She was the sixth ship of her class and the first Canadian war ship to bear the name HMCS Terra Nova. The ship's badge honours the Terra Nova River in Newfoundland as well as an earlier civilian ship, Terra Nova, which gained fame during a scientific exploration voyage to Antarctica. They are represented as a river and the Antarctic (symbolized by a penguin) on the ship's badge.
Based on the preceding St. Laurent-class design, the Restigouches had the same hull and propulsion, but different weaponry. Initially the St. Laurent class had been planned to be 14 ships. However the order was halved, and the following seven were redesigned to take into improvements made on the St. Laurents. As time passed, their design diverged further from that of the St.
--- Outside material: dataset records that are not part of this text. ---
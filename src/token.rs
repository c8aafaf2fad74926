//! The token definition for the smart criteria language.

use std::fmt;

/// A token is a single unit of the language, with a specific kind and location.
#[derive(Debug, Clone, PartialEq)]
pub struct Token<'a> {
    pub kind: TokenKind<'a>,
    pub span: Span,
}

/// The kind of a token.
#[derive(Debug, Clone, PartialEq)]
pub enum TokenKind<'a> {
    // Keywords
    Clean,     // "clean"
    Explicit,  // "explicit"
    Unlabeled, // "unlabeled"
    Name,      // "name"
    Label,     // "label"
    Album,     // "album"
    Artist,    // "artist"
    Added,     // "added"
    Released,  // "released"

    // Literals
    Identifier(&'a str),
    String(&'a str), // The quoted contents, without quotes
    Value(&'a str),  // A date or duration, e.g. "3m", "2020", "4-1-2020"

    // Punctuation
    LParen, // (
    RParen, // )
    Colon,  // :

    // Boolean operators
    Not, // !
    And, // &&
    Or,  // ||

    // Comparison operators
    Eq,  // =
    Gt,  // >
    Lt,  // <
    Gte, // >=
    Lte, // <=

    // Special
    Illegal(char),      // An illegal/unknown character
    UnterminatedString, // A '"' with no closing quote
}

impl fmt::Display for TokenKind<'_> {
    fn fmt(&self, f: &mut fmt::Formatter<'_>) -> fmt::Result {
        match self {
            TokenKind::Clean => write!(f, "`clean`"),
            TokenKind::Explicit => write!(f, "`explicit`"),
            TokenKind::Unlabeled => write!(f, "`unlabeled`"),
            TokenKind::Name => write!(f, "`name`"),
            TokenKind::Label => write!(f, "`label`"),
            TokenKind::Album => write!(f, "`album`"),
            TokenKind::Artist => write!(f, "`artist`"),
            TokenKind::Added => write!(f, "`added`"),
            TokenKind::Released => write!(f, "`released`"),
            TokenKind::Identifier(s) => write!(f, "`{}`", s),
            TokenKind::String(s) => write!(f, "\"{}\"", s),
            TokenKind::Value(s) => write!(f, "`{}`", s),
            TokenKind::LParen => write!(f, "'('"),
            TokenKind::RParen => write!(f, "')'"),
            TokenKind::Colon => write!(f, "':'"),
            TokenKind::Not => write!(f, "'!'"),
            TokenKind::And => write!(f, "'&&'"),
            TokenKind::Or => write!(f, "'||'"),
            TokenKind::Eq => write!(f, "'='"),
            TokenKind::Gt => write!(f, "'>'"),
            TokenKind::Lt => write!(f, "'<'"),
            TokenKind::Gte => write!(f, "'>='"),
            TokenKind::Lte => write!(f, "'<='"),
            TokenKind::Illegal(c) => write!(f, "'{}'", c),
            TokenKind::UnterminatedString => write!(f, "unterminated string"),
        }
    }
}

/// Represents a span in the source text.
#[derive(Debug, Clone, Copy, PartialEq, Eq, Default)]
pub struct Span {
    /// The starting byte offset.
    pub start: usize,
    /// The ending byte offset.
    pub end: usize,
}

impl Span {
    pub fn new(start: usize, end: usize) -> Self {
        Self { start, end }
    }
}

impl fmt::Display for Span {
    fn fmt(&self, f: &mut fmt::Formatter<'_>) -> fmt::Result {
        write!(f, "{}..{}", self.start, self.end)
    }
}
Laurents.
The ships had a displacement of 2,000 tonnes (2,000 long tons), 2,500 t (2,500 long tons) at deep load. They were designed to be 112 metres (366 ft) long with a beam of 13 metres (42 ft) and a draught of 4.01 metres (13 ft 2 in). The Restigouches had a complement of 214.
The Restigouches were by powered by two English Electric geared steam turbines, each driving a propellor shaft, using steam provided by two Babcock & Wilcox boilers. They generated 22,000 kilowatts (30,000 shp) giving the vessels a maximum speed of 28 knots (52 km/h; 32 mph).